Tomorrow, May the 21st, is the 62nd anniversary of the founding of the American Red Cross. How grateful the world is for the good which this organization has been able to accomplish in alleviating suffering. It receives from us all our wholehearted support and cooperation, and will continue to do so as long as there is pity for human suffering and determination on the part of human beings to help each other.

I want to share with you today two letters which I have received. One, because it shows the spirit of our own boys and must bring happiness to the people who run the Greer School, near Hyde Park, in which I have long been interested. This is an institution where youngsters, who have had a hard time, receive some real training. It has sent some 107 boys and girls into the armed forces and the letters come back from all over the world. I want to quote from one:

"While it may not be an easy life I have now, it is a good one because I hope and think I am doing my part, though it is small, to keep places like Greer School going in the American way. I may not get back, but that is incidental ... for through my small sacrifice I give others life and freedom. Eugene 'Bosco' O'Rourke."

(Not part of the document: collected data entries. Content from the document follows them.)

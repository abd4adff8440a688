use serde::Deserialize;

use crate::element::{EventElement, GatewayElement, ServiceTaskElement, TaskElement};
use crate::error::DiagramError;
use crate::flow::{Association, SequenceFlow, TextAnnotation};

/// A process definition: node buckets keyed by element kind plus the
/// structural buckets that connect and annotate them.
#[derive(Debug, Clone, Default, PartialEq, Deserialize)]
pub struct Process {
  #[serde(rename = "@id", default)]
  pub id: Option<String>,
  #[serde(rename = "bpmn:startEvent", alias = "startEvent", default)]
  pub start_events: Vec<EventElement>,
  #[serde(rename = "bpmn:endEvent", alias = "endEvent", default)]
  pub end_events: Vec<EventElement>,
  #[serde(rename = "bpmn:task", alias = "task", default)]
  pub tasks: Vec<TaskElement>,
  #[serde(rename = "bpmn:serviceTask", alias = "serviceTask", default)]
  pub service_tasks: Vec<ServiceTaskElement>,
  #[serde(rename = "bpmn:exclusiveGateway", alias = "exclusiveGateway", default)]
  pub exclusive_gateways: Vec<GatewayElement>,
  #[serde(rename = "bpmn:sequenceFlow", alias = "sequenceFlow", default)]
  pub sequence_flows: Vec<SequenceFlow>,
  #[serde(rename = "bpmn:textAnnotation", alias = "textAnnotation", default)]
  pub text_annotations: Vec<TextAnnotation>,
  #[serde(rename = "bpmn:association", alias = "association", default)]
  pub associations: Vec<Association>,
}

impl Process {
  /// Number of records across all node buckets.
  pub fn node_count(&self) -> usize {
    self.start_events.len()
      + self.end_events.len()
      + self.tasks.len()
      + self.service_tasks.len()
      + self.exclusive_gateways.len()
  }
}

/// Root container holding one process definition.
#[derive(Debug, Clone, Default, PartialEq, Deserialize)]
pub struct Diagram {
  #[serde(rename = "bpmn:process", alias = "process")]
  pub process: Process,
}

impl Diagram {
  /// Parse a diagram from BPMN 2.0 XML.
  ///
  /// Element and attribute names are matched with or without their
  /// namespace prefix. Unknown elements (diagram interchange, incoming
  /// references, extension elements) are ignored.
  pub fn from_xml(xml: &str) -> Result<Self, DiagramError> {
    Ok(quick_xml::de::from_str(xml)?)
  }
}
use thiserror::Error;

/// Errors that can occur while reading a diagram.
#[derive(Debug, Error)]
pub enum DiagramError {
  /// The markup could not be deserialized into a diagram.
  #[error("failed to parse diagram markup: {0}")]
  Markup(#[from] quick_xml::de::DeError),
}
use serde::Deserialize;

/// A directed edge between two nodes, identified independently of them.
#[derive(Debug, Clone, Default, PartialEq, Deserialize)]
pub struct SequenceFlow {
  #[serde(rename = "@id")]
  pub id: String,
  #[serde(rename = "@sourceRef")]
  pub source_ref: String,
  #[serde(rename = "@targetRef")]
  pub target_ref: String,
}

/// A free-text note. Its text is a fallback expression source.
#[derive(Debug, Clone, Default, PartialEq, Deserialize)]
pub struct TextAnnotation {
  #[serde(rename = "@id")]
  pub id: String,
  #[serde(rename = "bpmn:text", alias = "text", default)]
  pub text: Option<String>,
}

/// Links a node (source) to a text annotation (target).
#[derive(Debug, Clone, Default, PartialEq, Deserialize)]
pub struct Association {
  #[serde(rename = "@id", default)]
  pub id: Option<String>,
  #[serde(rename = "@sourceRef")]
  pub source_ref: String,
  #[serde(rename = "@targetRef")]
  pub target_ref: String,
}
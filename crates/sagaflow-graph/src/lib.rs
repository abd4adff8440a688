//! Sagaflow Graph
//!
//! This crate provides the resolved representation of a process diagram.
//! A resolved graph is what the resolver builds from a raw diagram:
//!
//! - Every node is tagged with its kind
//! - Expression text is resolved (inline source first, then annotation)
//! - Outgoing sequence flows are resolved to target node ids
//! - Default flows are split out as the gateway "otherwise" branch or the
//!   task error route
//!
//! The graph is transient: it is rebuilt for every validation or emission pass.

mod graph;
mod node;

pub use graph::ProcessGraph;
pub use node::{ElementKind, Node, NodeKind};
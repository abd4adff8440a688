use sagaflow_diagram::Diagram;
use sagaflow_resolver::{Normalizer, ResolveOptions};
use sagaflow_validator::ValidatedGraph;
use tracing::{debug, warn};

use crate::config::EmitConfig;
use crate::lower::lower;
use crate::program::Program;
use crate::render::render;

/// Emits orchestration programs from process graphs.
#[derive(Debug, Clone, Default)]
pub struct Emitter {
  config: EmitConfig,
  normalizer: Normalizer,
}

impl Emitter {
  pub fn new(config: EmitConfig) -> Self {
    Self {
      config,
      normalizer: Normalizer::default(),
    }
  }

  /// Emitter whose unchecked path normalizes with the given options.
  pub fn with_resolve_options(config: EmitConfig, options: ResolveOptions) -> Self {
    Self {
      config,
      normalizer: Normalizer::new(options),
    }
  }

  pub fn config(&self) -> &EmitConfig {
    &self.config
  }

  /// Lower a validated graph without rendering it.
  pub fn lower(&self, validated: &ValidatedGraph) -> Program {
    lower(validated.graph(), validated.start(), &self.config)
  }

  /// Emit the program for a validated graph.
  pub fn emit(&self, validated: &ValidatedGraph) -> String {
    let program = self.lower(validated);
    debug!(
      entry = %program.entry,
      procedures = program.procedures.len(),
      imports = program.imports.len(),
      "emitting program"
    );
    render(&program, &self.config)
  }

  /// Emit directly from a diagram, skipping expression validation.
  ///
  /// Returns an empty string if the diagram cannot be normalized or does not
  /// have exactly one start event.
  pub fn emit_diagram(&self, diagram: &Diagram) -> String {
    let graph = match self.normalizer.normalize(diagram) {
      Ok(graph) => graph,
      Err(err) => {
        warn!(error = %err, "diagram could not be normalized, nothing emitted");
        return String::new();
      }
    };

    let start = match graph.start_events().as_slice() {
      [start] => (*start).clone(),
      starts => {
        warn!(count = starts.len(), "expected exactly one start event, nothing emitted");
        return String::new();
      }
    };

    let program = lower(&graph, &start, &self.config);
    render(&program, &self.config)
  }
}

#[cfg(test)]
mod tests {
  use super::*;
  use sagaflow_diagram::{EventElement, Process, SequenceFlow, TaskElement};
  use sagaflow_resolver::Strictness;
  use sagaflow_validator::Validator;

  fn flow(id: &str, source: &str, target: &str) -> SequenceFlow {
    SequenceFlow {
      id: id.to_string(),
      source_ref: source.to_string(),
      target_ref: target.to_string(),
    }
  }

  fn start(id: &str, outgoing: &str) -> EventElement {
    EventElement {
      id: id.to_string(),
      outgoing: vec![outgoing.to_string()],
      ..Default::default()
    }
  }

  fn diagram() -> Diagram {
    Diagram {
      process: Process {
        start_events: vec![start("Start", "Flow_1")],
        tasks: vec![TaskElement {
          id: "Fetch".to_string(),
          name: Some("fetched".to_string()),
          call: Some("call(api.get_x())".to_string()),
          ..Default::default()
        }],
        sequence_flows: vec![flow("Flow_1", "Start", "Fetch")],
        ..Default::default()
      },
    }
  }

  #[test]
  fn test_emit_validated_graph() {
    let validated = Validator::default().validate(&diagram()).unwrap();
    let code = Emitter::default().emit(&validated);

    assert!(syn::parse_file(&code).is_ok(), "not valid Rust:\n{code}");
    assert!(code.contains("pub fn saga() -> BoxStep {\n    Start(Context::default())\n}"));
    assert!(code.contains("fn Start(context: Context) -> BoxStep {"));
    assert!(code.contains("// unimplemented: startEvent Start\n        Fetch(context).await\n"));
    assert!(code.contains("context.set(\"fetched\", (call(api.get_x())).await?);"));
  }

  #[test]
  fn test_emission_is_deterministic() {
    let validated = Validator::default().validate(&diagram()).unwrap();
    let emitter = Emitter::default();

    assert_eq!(emitter.emit(&validated), emitter.emit(&validated));
    assert_eq!(emitter.emit(&validated), emitter.emit_diagram(&diagram()));
  }

  #[test]
  fn test_unchecked_multiple_starts_emit_nothing() {
    let mut diagram = diagram();
    diagram.process.start_events.push(start("Other", "Flow_1"));

    assert_eq!(Emitter::default().emit_diagram(&diagram), "");
  }

  #[test]
  fn test_unchecked_no_start_emits_nothing() {
    let mut diagram = diagram();
    diagram.process.start_events.clear();

    assert_eq!(Emitter::default().emit_diagram(&diagram), "");
  }

  #[test]
  fn test_unchecked_skips_expression_checks() {
    let mut diagram = diagram();
    diagram.process.tasks[0].call = Some("call(api.get_x(".to_string());

    assert!(Validator::default().validate(&diagram).is_err());
    let code = Emitter::default().emit_diagram(&diagram);
    assert!(code.contains("(call(api.get_x().await?"));
  }

  #[test]
  fn test_strict_normalization_failure_emits_nothing() {
    let mut diagram = diagram();
    diagram.process.tasks[0].outgoing = vec!["Flow_missing".to_string()];

    let lenient = Emitter::default();
    assert!(!lenient.emit_diagram(&diagram).is_empty());

    let strict = Emitter::with_resolve_options(
      EmitConfig::default(),
      ResolveOptions {
        strictness: Strictness::Strict,
      },
    );
    assert_eq!(strict.emit_diagram(&diagram), "");
  }

  #[test]
  fn test_custom_entry_name() {
    let emitter = Emitter::new(EmitConfig {
      entry_name: "order_saga".to_string(),
      ..Default::default()
    });

    assert!(emitter.emit_diagram(&diagram()).contains("pub fn order_saga() -> BoxStep {"));
  }
}
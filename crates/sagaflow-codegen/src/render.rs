use crate::config::{ContextSharing, EmitConfig};
use crate::program::{Action, Continuation, Procedure, Program, fork_handler_name};

const INDENT: &str = "    ";

/// Render a lowered program as Rust source for the orchestration runtime.
pub(crate) fn render(program: &Program, config: &EmitConfig) -> String {
  let mut code = String::new();

  code.push_str("// Generated by sagaflow. Do not edit.\n");
  code.push_str("#![allow(non_snake_case, unused_imports, unused_mut, unreachable_code)]\n\n");
  code.push_str(&format!(
    "use {}::effects::{{call, put, spawn, take_every}};\n",
    config.runtime_crate
  ));
  code.push_str(&format!(
    "use {}::{{Action, BoxStep, Context, Error}};\n",
    config.runtime_crate
  ));
  code.push_str("use reqwest as http;\n");
  for module in &program.imports {
    code.push_str(&format!("use {}::{};\n", config.api_root, module));
  }

  code.push_str(&format!(
    "\npub fn {}() -> BoxStep {{\n{INDENT}{}(Context::default())\n}}\n",
    config.entry_name, program.entry
  ));

  for procedure in &program.procedures {
    code.push('\n');
    render_procedure(&mut code, procedure, config.context);
  }

  code
}

fn render_procedure(code: &mut String, procedure: &Procedure, sharing: ContextSharing) {
  let mut body = String::new();

  match &procedure.action {
    Action::Subscribe { tag, key } => {
      let handler = fork_handler_name(&procedure.name);
      body.push_str(&format!("take_every({tag:?}, context, {handler}).await\n"));
      push_fn(code, &procedure.name, "context: Context", &body);

      let mut handler_body = format!("context.set({key:?}, action);\n");
      push_continuation(&mut handler_body, &procedure.then, sharing);
      code.push('\n');
      push_fn(code, &handler, "context: Context, action: Action", &handler_body);
      return;
    }
    Action::Guard {
      condition,
      otherwise,
    } => {
      body.push_str(&format!("if !({condition}) {{\n"));
      body.push_str(&format!("{INDENT}{}\n", exit_to(otherwise.as_deref())));
      body.push_str("}\n");
    }
    Action::Invoke {
      prelude,
      expression,
      key,
      error_route: None,
    } => {
      if let Some(prelude) = prelude {
        body.push_str(&as_statement(prelude));
      }
      body.push_str(&format!("context.set({key:?}, ({expression}).await?);\n"));
    }
    Action::Invoke {
      prelude,
      expression,
      key,
      error_route: Some(route),
    } => {
      if let Some(prelude) = prelude {
        body.push_str(&as_statement(prelude));
      }
      body.push_str(&format!("match ({expression}).await {{\n"));
      body.push_str(&format!("{INDENT}Ok(value) => context.set({key:?}, value),\n"));
      body.push_str(&format!("{INDENT}Err(error) => {{\n"));
      body.push_str(&format!("{INDENT}{INDENT}context.set({key:?}, error);\n"));
      body.push_str(&format!("{INDENT}{INDENT}{}\n", exit_to(Some(route))));
      body.push_str(&format!("{INDENT}}}\n"));
      body.push_str("}\n");
    }
    Action::Run {
      script,
      error_route: None,
      ..
    } => {
      body.push_str(&as_statement(script));
    }
    Action::Run {
      script,
      key,
      error_route: Some(route),
    } => {
      body.push_str("let outcome: Result<_, Error> = (|| Ok({\n");
      body.push_str(&indent(&as_statement(script)));
      body.push_str("}))();\n");
      body.push_str("if let Err(error) = outcome {\n");
      body.push_str(&format!("{INDENT}context.set({key:?}, error);\n"));
      body.push_str(&format!("{INDENT}{}\n", exit_to(Some(route))));
      body.push_str("}\n");
    }
    Action::Emit { expression } => {
      body.push_str(&format!("put({expression}).await?;\n"));
    }
    Action::Unimplemented => {
      body.push_str(&format!(
        "// unimplemented: {} {}\n",
        procedure.kind, procedure.node_id
      ));
    }
  }

  push_continuation(&mut body, &procedure.then, sharing);
  push_fn(code, &procedure.name, "context: Context", &body);
}

/// Early exit of a procedure: tail into `target`, or end the branch.
fn exit_to(target: Option<&str>) -> String {
  match target {
    Some(target) => format!("return {target}(context).await;"),
    None => "return Ok(());".to_string(),
  }
}

fn push_continuation(body: &mut String, then: &Continuation, sharing: ContextSharing) {
  match then {
    Continuation::Halt => body.push_str("Ok(())\n"),
    Continuation::Next(target) => body.push_str(&format!("{target}(context).await\n")),
    Continuation::Fork(targets) => {
      let branch_context = match sharing {
        ContextSharing::Shared => "context.clone()",
        ContextSharing::Isolated => "context.fork()",
      };
      for target in targets {
        body.push_str(&format!("spawn({target}({branch_context}));\n"));
      }
      body.push_str("Ok(())\n");
    }
  }
}

fn push_fn(code: &mut String, name: &str, params: &str, body: &str) {
  code.push_str(&format!("fn {name}({params}) -> BoxStep {{\n"));
  code.push_str(&format!("{INDENT}Box::pin(async move {{\n"));
  code.push_str(&indent(&indent(body)));
  code.push_str(&format!("{INDENT}}})\n"));
  code.push_str("}\n");
}

/// Terminate script text so it can be followed by more statements.
fn as_statement(script: &str) -> String {
  let script = script.trim_end();
  if script.ends_with(';') || script.ends_with('}') {
    format!("{script}\n")
  } else {
    format!("{script};\n")
  }
}

fn indent(text: &str) -> String {
  text
    .lines()
    .map(|line| {
      if line.trim().is_empty() {
        "\n".to_string()
      } else {
        format!("{INDENT}{line}\n")
      }
    })
    .collect()
}
//! Sagaflow Codegen
//!
//! Compiles a resolved process graph into the source of an orchestration
//! program for a cooperative-task runtime.
//!
//! ## Pipeline
//!
//! 1. **Lowering**: each node becomes a [`Procedure`] whose [`Action`] is
//!    chosen by node kind and whose [`Continuation`] is derived from its
//!    ordinary outgoing targets.
//! 2. **Rendering**: the [`Program`] is printed as Rust source against the
//!    runtime's effect vocabulary (`call`, `put`, `take_every`, `spawn`).
//!
//! The checked path ([`Emitter::emit`]) only accepts a
//! [`ValidatedGraph`](sagaflow_validator::ValidatedGraph). The unchecked path
//! ([`Emitter::emit_diagram`]) returns an empty string when the diagram does
//! not have exactly one start event.

mod config;
mod emitter;
mod lower;
mod program;
mod render;

pub use config::{ContextSharing, EmitConfig};
pub use emitter::Emitter;
pub use program::{Action, Continuation, Procedure, Program, fork_handler_name, procedure_name};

The second letter comes to me from Great Britain and also shows the spirit of our boys. I quote it in part:

"The voyage had been a hazardous one, and it sometimes seems to me as if men try to drown remembrance of peril and hardship by indulgence in many grave temptations which beset them when they reach port. But this American crew had one common impulse, to worship God Easter Sunday.

"When speaking of this experience, my son said that among the strange and wonderful happenings he had seen, and of which he had heard in his work, this was the most wonderful. Not only did they ask for directions, but as many as could, accepted it, some of them going to the missions chapel, other farther afield."

E.R.

(COPYRIGHT, 1943, BY UNITED FEATURE SYNDICATE, INC,)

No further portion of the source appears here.